Junto a la ventana que daba a los jardines posteriores, una mesa ofrecía variados sándwiches, canapés calientes y pasteles. Una mujer gruesa que él no reconoció servía té del juego de plata maciza en las finísimas tazas de porcelana. Al otro extremo de la estancia, un escritorio Chippendale servía de improvisado bar con su suegro haciendo los honores. Colette, sentada en el borde de una silla tapizada en seda con una copa de brandy vacía en la mano, recibía el pésame de los asistentes.

Fletcher Burton fue el primero que los vio. A punto de servir una copa de jerez, dejó el botellón de cristal tallado nuevamente en la bandeja de plata y se acercó de prisa por entre la gente.

–¡No sé cómo esta joven ha logrado entrar sin que la viese Morton!

–Yo la he traído, Fletcher.

–¿Para qué, si puede saberse?

–Penélope y ella se conocían desde la infancia. Eran amigas. Sally fue la última persona en ver a tu hija con vida. Yo diría que eso le da tanto derecho a estar aquí como a cualquier otra persona.

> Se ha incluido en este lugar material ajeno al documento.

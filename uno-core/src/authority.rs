//! Authority state machine.
//!
//! [`AuthorityState`] owns the canonical [`GameState`] and chat log. It
//! applies one [`Intent`] at a time and answers with the [`Action`]s the
//! runtime should perform, or a [`Rejection`] explaining why nothing
//! happened.
//!
//! Every transition is computed on a working copy of the state and
//! committed only on success, so a rejected intent never leaves partial
//! changes behind.

use rand::rngs::StdRng;
use rand::{Rng, SeedableRng};
use serde::{Deserialize, Serialize};
use thiserror::Error;
use uno_types::{
    Card, CardId, ChatMessage, Color, Direction, GameState, GameStatus, Intent, Player, PlayerId,
    Value,
};

use crate::rules::{self, DECK_SIZE, HAND_SIZE};

/// Table rules, embedded as the `[game]` section of the host config.
#[derive(Debug, Clone, PartialEq, Eq, Serialize, Deserialize)]
pub struct RulesConfig {
    /// Cards dealt to each player on start.
    #[serde(default = "default_hand_size")]
    pub hand_size: usize,

    /// Fewest players the authority may start with.
    #[serde(default = "default_min_players")]
    pub min_players: usize,

    /// Most seats the lobby accepts.
    #[serde(default = "default_max_players")]
    pub max_players: usize,
}

fn default_hand_size() -> usize {
    HAND_SIZE
}

fn default_min_players() -> usize {
    2
}

fn default_max_players() -> usize {
    10
}

impl Default for RulesConfig {
    fn default() -> Self {
        Self {
            hand_size: default_hand_size(),
            min_players: default_min_players(),
            max_players: default_max_players(),
        }
    }
}

/// Instructions for the runtime. The state machine never sends anything
/// itself.
#[derive(Debug, Clone, PartialEq, Eq)]
pub enum Action {
    /// Send this snapshot to every connected follower.
    BroadcastState(GameState),
    /// Send the whole chat log to every connected follower.
    BroadcastChat(Vec<ChatMessage>),
    /// Send the chat log to one peer only.
    SendChat {
        /// Recipient
        to: PlayerId,
        /// The whole chat log
        messages: Vec<ChatMessage>,
    },
}

/// Why an intent was ignored. Never sent on the wire.
#[derive(Debug, Clone, PartialEq, Eq, Error)]
pub enum Rejection {
    /// Joins are only accepted in the lobby
    #[error("game is not in the lobby")]
    NotInLobby,

    /// Sender already holds a seat
    #[error("player already joined")]
    AlreadyJoined,

    /// Lobby is at capacity
    #[error("table is full ({max} players)")]
    TableFull {
        /// Configured seat limit
        max: usize,
    },

    /// Only the authority may start the game
    #[error("only the authority can start the game")]
    NotAuthority,

    /// Not enough seats filled to start
    #[error("need {need} players to start, have {have}")]
    NotEnoughPlayers {
        /// Seats filled
        have: usize,
        /// Configured minimum
        need: usize,
    },

    /// Deal would exhaust the deck
    #[error("deck cannot deal {needed} cards from {available}")]
    DeckTooSmall {
        /// Cards the deal requires (hands plus a starting card)
        needed: usize,
        /// Cards in a fresh deck
        available: usize,
    },

    /// No non-wild card left to start the discard pile
    #[error("no starting card available")]
    NoStartingCard,

    /// Intent requires a game in progress
    #[error("game is not in progress")]
    NotPlaying,

    /// Sender has no seat
    #[error("unknown sender")]
    UnknownSender,

    /// Sender is not the current player
    #[error("not this player's turn")]
    NotYourTurn,

    /// Card is not in the sender's hand
    #[error("card {0:?} is not in hand")]
    CardNotInHand(CardId),

    /// Card does not match the top card or active color
    #[error("{card} cannot be played on {top} with {active_color} active")]
    IllegalPlay {
        /// Attempted card
        card: String,
        /// Discard top
        top: String,
        /// Color in force
        active_color: Color,
    },
}

/// A card taken from the deck, noting whether the discard pile had to be
/// recycled to supply it.
struct Drawn {
    card: Card,
    reshuffled: bool,
}

/// The canonical game and chat state, plus the random source that deals.
#[derive(Debug)]
pub struct AuthorityState<R = StdRng> {
    state: GameState,
    chat: Vec<ChatMessage>,
    config: RulesConfig,
    rng: R,
}

impl AuthorityState<StdRng> {
    /// Open a lobby with the creator as its authority, seeded from the OS.
    pub fn new(host_id: PlayerId, host_name: &str, config: RulesConfig) -> Self {
        Self::with_rng(host_id, host_name, config, StdRng::from_entropy())
    }

    /// Open a lobby with a reproducible shuffle sequence.
    pub fn seeded(host_id: PlayerId, host_name: &str, config: RulesConfig, seed: u64) -> Self {
        Self::with_rng(host_id, host_name, config, StdRng::seed_from_u64(seed))
    }
}

impl<R: Rng> AuthorityState<R> {
    /// Open a lobby using the given random source.
    pub fn with_rng(host_id: PlayerId, host_name: &str, config: RulesConfig, rng: R) -> Self {
        Self::from_state(GameState::lobby(host_id, host_name), Vec::new(), config, rng)
    }

    /// Resume from an existing snapshot and chat log.
    pub fn from_state(
        state: GameState,
        chat: Vec<ChatMessage>,
        config: RulesConfig,
        rng: R,
    ) -> Self {
        Self {
            state,
            chat,
            config,
            rng,
        }
    }

    /// Current canonical state.
    pub fn state(&self) -> &GameState {
        &self.state
    }

    /// Current chat log, oldest first.
    pub fn chat(&self) -> &[ChatMessage] {
        &self.chat
    }

    /// Rules in force.
    pub fn config(&self) -> &RulesConfig {
        &self.config
    }

    /// Apply one intent from `sender`.
    ///
    /// On success the canonical state has been replaced and the returned
    /// actions describe what to send. On rejection nothing changed.
    pub fn handle(&mut self, sender: PlayerId, intent: Intent) -> Result<Vec<Action>, Rejection> {
        match intent {
            Intent::Join { name } => self.join(sender, &name),
            Intent::StartGame => self.start(sender),
            Intent::PlayCard {
                card_id,
                chosen_color,
            } => self.play(sender, card_id, chosen_color),
            Intent::DrawCard => self.draw(sender),
            Intent::Chat { text } => self.post_chat(sender, &text),
        }
    }

    fn join(&mut self, sender: PlayerId, name: &str) -> Result<Vec<Action>, Rejection> {
        if self.state.status != GameStatus::Lobby {
            return Err(Rejection::NotInLobby);
        }
        if self.state.player(&sender).is_some() {
            return Err(Rejection::AlreadyJoined);
        }
        if self.state.players.len() >= self.config.max_players {
            return Err(Rejection::TableFull {
                max: self.config.max_players,
            });
        }

        let mut next = self.state.clone();
        next.players.push(Player::new(sender, name, false));

        Ok(self.commit(
            next,
            vec![Action::SendChat {
                to: sender,
                messages: self.chat.clone(),
            }],
        ))
    }

    fn start(&mut self, sender: PlayerId) -> Result<Vec<Action>, Rejection> {
        if !self.state.is_authority(&sender) {
            return Err(Rejection::NotAuthority);
        }
        let seats = self.state.players.len();
        if seats < self.config.min_players {
            return Err(Rejection::NotEnoughPlayers {
                have: seats,
                need: self.config.min_players,
            });
        }
        let needed = seats * self.config.hand_size + 1;
        if needed > DECK_SIZE {
            return Err(Rejection::DeckTooSmall {
                needed,
                available: DECK_SIZE,
            });
        }

        let mut next = self.state.clone();
        let mut deck = rules::build_deck(&mut self.rng);

        for player in &mut next.players {
            player.hand.clear();
        }
        for player in &mut next.players {
            let split = deck.len() - self.config.hand_size;
            player.hand.extend(deck.drain(split..).rev());
        }

        let starter = loop {
            let card = deck.pop().ok_or(Rejection::NoStartingCard)?;
            if !card.is_wild() {
                break card;
            }
            deck.push(card);
            if deck.iter().all(Card::is_wild) {
                return Err(Rejection::NoStartingCard);
            }
            deck = rules::shuffle(&deck, &mut self.rng);
        };

        next.active_color = starter.color;
        next.discard_pile = vec![starter];
        next.deck = deck;
        next.status = GameStatus::Playing;
        next.current_player_index = 0;
        next.direction = Direction::Clockwise;
        next.winner = None;
        next.last_action = Some("Game Started".to_string());

        Ok(self.commit(next, Vec::new()))
    }

    fn play(
        &mut self,
        sender: PlayerId,
        card_id: CardId,
        chosen_color: Option<Color>,
    ) -> Result<Vec<Action>, Rejection> {
        let seat = self.turn_holder(sender)?;
        let mut next = self.state.clone();

        let position = next.players[seat]
            .hand
            .iter()
            .position(|c| c.id == card_id)
            .ok_or(Rejection::CardNotInHand(card_id))?;
        let card = next.players[seat].hand[position].clone();
        let top = next.top_card().ok_or(Rejection::NotPlaying)?;
        if !rules::is_legal_play(&card, top, next.active_color) {
            return Err(Rejection::IllegalPlay {
                card: card.to_string(),
                top: top.to_string(),
                active_color: next.active_color,
            });
        }

        next.players[seat].hand.remove(position);
        next.active_color = if card.is_wild() {
            chosen_color
                .filter(|c| *c != Color::Wild)
                .unwrap_or(Color::Red)
        } else {
            card.color
        };
        next.discard_pile.push(card.clone());

        let name = next.players[seat].name.clone();
        if next.players[seat].hand.is_empty() {
            next.status = GameStatus::Ended;
            next.winner = Some(name.clone());
            next.last_action = Some(format!("{name} Won!"));
            return Ok(self.commit(next, Vec::new()));
        }

        let mut last_action = format!("{name} played {card}");
        let count = next.players.len();
        let mut upcoming = rules::next_player_index(seat, next.direction, count);

        match card.value {
            Value::Skip => {
                upcoming = rules::next_player_index(upcoming, next.direction, count);
                last_action.push_str(" (Skipped)");
            }
            Value::Reverse => {
                if count == 2 {
                    upcoming = rules::next_player_index(upcoming, next.direction, count);
                } else {
                    next.direction = next.direction.reversed();
                    upcoming = rules::next_player_index(seat, next.direction, count);
                }
                last_action.push_str(" (Reversed)");
            }
            Value::DrawTwo | Value::WildDrawFour => {
                let penalty = card.value.forced_draw().unwrap_or(0);
                for _ in 0..penalty {
                    if let Some(drawn) = draw_with_reshuffle(&mut next, &mut self.rng) {
                        next.players[upcoming].hand.push(drawn.card);
                    }
                }
                upcoming = rules::next_player_index(upcoming, next.direction, count);
                last_action.push_str(if card.value == Value::DrawTwo {
                    " (Draw 2)"
                } else {
                    " (Wild Draw 4)"
                });
            }
            _ => {}
        }

        next.current_player_index = upcoming;
        next.last_action = Some(last_action);

        Ok(self.commit(next, Vec::new()))
    }

    fn draw(&mut self, sender: PlayerId) -> Result<Vec<Action>, Rejection> {
        let seat = self.turn_holder(sender)?;
        let mut next = self.state.clone();
        let name = next.players[seat].name.clone();

        let description = match draw_with_reshuffle(&mut next, &mut self.rng) {
            Some(Drawn {
                card,
                reshuffled: false,
            }) => {
                next.players[seat].hand.push(card);
                format!("{name} drew a card")
            }
            Some(Drawn {
                card,
                reshuffled: true,
            }) => {
                next.players[seat].hand.push(card);
                format!("{name} drew a card (Reshuffled)")
            }
            None => "Deck empty!".to_string(),
        };
        next.last_action = Some(description);
        next.current_player_index =
            rules::next_player_index(seat, next.direction, next.players.len());

        Ok(self.commit(next, Vec::new()))
    }

    fn post_chat(&mut self, sender: PlayerId, text: &str) -> Result<Vec<Action>, Rejection> {
        let player = self
            .state
            .player(&sender)
            .ok_or(Rejection::UnknownSender)?;
        let message = ChatMessage::new(sender, &player.name, text);
        self.chat.push(message);
        Ok(vec![Action::BroadcastChat(self.chat.clone())])
    }

    /// Seat of `sender` if a game is running and it is their turn.
    fn turn_holder(&self, sender: PlayerId) -> Result<usize, Rejection> {
        if self.state.status != GameStatus::Playing {
            return Err(Rejection::NotPlaying);
        }
        let seat = self
            .state
            .player_index(&sender)
            .ok_or(Rejection::UnknownSender)?;
        if seat != self.state.current_player_index {
            return Err(Rejection::NotYourTurn);
        }
        Ok(seat)
    }

    /// Replace canonical state; the snapshot broadcast always comes first.
    fn commit(&mut self, next: GameState, extra: Vec<Action>) -> Vec<Action> {
        self.state = next;
        let mut actions = Vec::with_capacity(1 + extra.len());
        actions.push(Action::BroadcastState(self.state.clone()));
        actions.extend(extra);
        actions
    }
}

–¡Por al amor al cielo, Jake! Ya sabes lo que Colette piensa al respecto. Estamos intentando dejar el pasado atrás.

–Si me lo permites, me parece que estáis más interesados en hacerlo rápido que en hacerlo bien.

–Dadas las circunstancias, no me parece…

–Quedamos en que te ocuparías del funeral porque yo no llegaría a tiempo como para hacerlo –lo interrumpió Jake–. Pero, como esposo de Penélope, tengo derecho a invitar a quien quiera para honrar su memoria.

–No, creo que no, si con ello haces daño a alguien.

–He venido a dar mis condolencias, señor Burton –dijo Sally, que había comenzado a retroceder hacia el vestíbulo–. Como ya lo he hecho, me marcharé.

–Gracias –dijo el pobre Fletcher, que estaba totalmente dominado por su mujer, y lanzó una ansiosa mirada al otro extremo de la estancia, donde Colette reinaba en su dolor–. Mira, no quiero ser ofensivo, pero me temo que ya no eres bienvenida en nuestra casa, Sally. Si mi esposa te viese, ella…

Pero la advertencia llegó demasiado tarde. Colette ya la había visto y lanzó un grito ahogado de indignación que hizo que todos se volviesen hacia ella. Con el pañuelo en ristre, pareció volar a través de la estancia.

–¿Cómo te atreves a aparecer en nuestro hogar, Sally Winslow? ¿No tienes vergüenza?

–Ha venido conmigo –dijo Jake, que ya se estaba cansando de sonar como un disco rayado. Tendría que haberse mantenido firme y haber insistido en que el funeral se pospusiese hasta su llegada. A Penélope no le hubiese hecho ninguna diferencia y si él hubiese hecho la recepción en la casa que habían compartido como matrimonio, se habría evitado aquella escena

–¿Cómo has podido hacerlo, Jake? –lloriqueó Colette, con sus enormes ojos azules arrasados en lágrimas–. ¿Cómo has podido herirme manchando la memoria de Penélope de esta forma? Ya he sufrido bastante. Necesito acabar con esto.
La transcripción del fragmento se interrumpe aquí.